Image: Photograph shows medical providers looking at a wall-mounted computer monitor.
Slide 30: Improve Care Planning
- Make care planning more streamlined—link to the assessment task.
- Document using the computer to tie the assessment directly to the care plan (saves time).
- Use prompts to update the plan as your patient’s condition changes (helps ensure his or her needs will continue to be met).
Image: Photograph shows medical providers looking at a tablet.
Slide 31: Improve Care Planning
- Examples of prompts linked to routine practice:
- Generate a reminder to conduct pressure injury risk assessment when a patient is in the OR for more than 4 hours.
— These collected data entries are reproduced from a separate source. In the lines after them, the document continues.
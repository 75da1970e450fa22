use core::num::NonZeroUsize;
use criterion::{black_box, criterion_group, criterion_main, Criterion};
use tiercache_rs::{EvictionPolicy, LfuTier, LruTier, Tier, TieredCache};

fn make_lru<K: std::hash::Hash + Eq + Clone, V: Clone>(cap: usize) -> LruTier<K, V> {
    LruTier::new(NonZeroUsize::new(cap).unwrap())
}

fn make_lfu<K: std::hash::Hash + Eq + Clone, V: Clone>(cap: usize) -> LfuTier<K, V> {
    LfuTier::new(NonZeroUsize::new(cap).unwrap())
}

pub fn criterion_benchmark(c: &mut Criterion) {
    const TIER_SIZE: usize = 1000;
    let mut group = c.benchmark_group("Tier Operations");

    // LRU tier benchmarks
    {
        let tier = make_lru(TIER_SIZE);
        for i in 0..TIER_SIZE {
            tier.put(i, i);
        }

        group.bench_function("LRU get hit", |b| {
            b.iter(|| {
                for i in 0..100 {
                    black_box(tier.get(&(i % TIER_SIZE)));
                }
            });
        });

        group.bench_function("LRU get miss", |b| {
            b.iter(|| {
                for i in 0..100 {
                    black_box(tier.get(&(i + TIER_SIZE)));
                }
            });
        });

        group.bench_function("LRU put evicting", |b| {
            let mut next = TIER_SIZE;
            b.iter(|| {
                for _ in 0..100 {
                    black_box(tier.put(next, next));
                    next += 1;
                }
            });
        });
    }

    // LFU tier benchmarks
    {
        let tier = make_lfu(TIER_SIZE);
        for i in 0..TIER_SIZE {
            tier.put(i, i);
        }

        group.bench_function("LFU get hit", |b| {
            b.iter(|| {
                for i in 0..100 {
                    black_box(tier.get(&(i % TIER_SIZE)));
                }
            });
        });

        group.bench_function("LFU put evicting", |b| {
            let mut next = TIER_SIZE;
            b.iter(|| {
                for _ in 0..100 {
                    black_box(tier.put(next, next));
                    next += 1;
                }
            });
        });
    }

    group.finish();

    let mut group = c.benchmark_group("Hierarchy Operations");

    {
        let cache: TieredCache<usize, usize> = TieredCache::new();
        cache.add_tier(TIER_SIZE, EvictionPolicy::Lru).unwrap();
        cache.add_tier(TIER_SIZE / 2, EvictionPolicy::Lfu).unwrap();
        for i in 0..TIER_SIZE {
            cache.put(i, i).unwrap();
        }

        group.bench_function("tiered get tier-0 hit", |b| {
            b.iter(|| {
                for i in 0..100 {
                    black_box(cache.get(&(i % TIER_SIZE)));
                }
            });
        });

        group.bench_function("tiered get total miss", |b| {
            b.iter(|| {
                for i in 0..100 {
                    black_box(cache.get(&(i + 2 * TIER_SIZE)));
                }
            });
        });

        group.bench_function("tiered put", |b| {
            let mut next = TIER_SIZE;
            b.iter(|| {
                for _ in 0..100 {
                    black_box(cache.put(next, next).unwrap());
                    next += 1;
                }
            });
        });

        group.bench_function("tiered snapshot", |b| {
            b.iter(|| {
                black_box(cache.snapshot());
            });
        });
    }

    group.finish();
}

criterion_group!(benches, criterion_benchmark);
criterion_main!(benches);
- Order support surfaces and skin care products for patients you identify as at risk.
- Include the care plan in shift reports and patient handoffs.
Remember: Let all levels of staff know what is required daily so they automatically carry out the task.
Slide 32: Identify Your Bundle of Best Practices
Slide 33: Identify Best Practices
- Comprehensive skin assessment.
- Standardized risk assessment:
- Norton? Braden? Waterlow?
- Another validated scale?
- Care planning.
Slide 34: Identify Best Practices
- Comprehensive skin assessment:
- Would you recommend that each admitted patient receive a skin assessment?
- When would you recommend it get done again, if needed?
- How do you want the assessment to be conducted?
Slide 35: Identify Best Practices
- Risk assessment:
- Which standardized risk assessment scale do you plan to use?
- When do you plan to complete risk assessments?
Slide 36: Identify Best Practices
- Care plan:
- Does your current pressure injury planning process suffice for your prevention program?
- Or should it be revised? If so, who will revise it? Care plan:
- Does your current pressure injury planning process suffice for your prevention program?
- Or should it be revised? If so, who will revise it?
Slide 37: Best Practices
- Need to be customized:
- Each patient has a different set of pressure injury risk factors, so care must address each patient’s unique needs.
Slide 38: Practice Insight
Images: Icon of binoculars. A screenshot shows the Pressure Ulcer Prevention Program Action Plan: June 2015-January 2016. Key Intervention 2 is circled in red.
Slide 39: Action Plan
- Discuss action steps for Key Intervention 2.
- Determine who is responsible for this task and when it will be completed.
Images: A sample Action Plan is shown with Key Intervention 2 circled in red. An icon of a magnifying glass in front of open book sits beside the text "Refer to your Action Plan Template."
Slide 40: Summary
- We reviewed:
- Comprehensive skin assessment.
- Braden and Norton risk assessment tools.
- Care planning.
- You identified best practices for your hospital.
- You completed Key Intervention 2 of the Action Plan.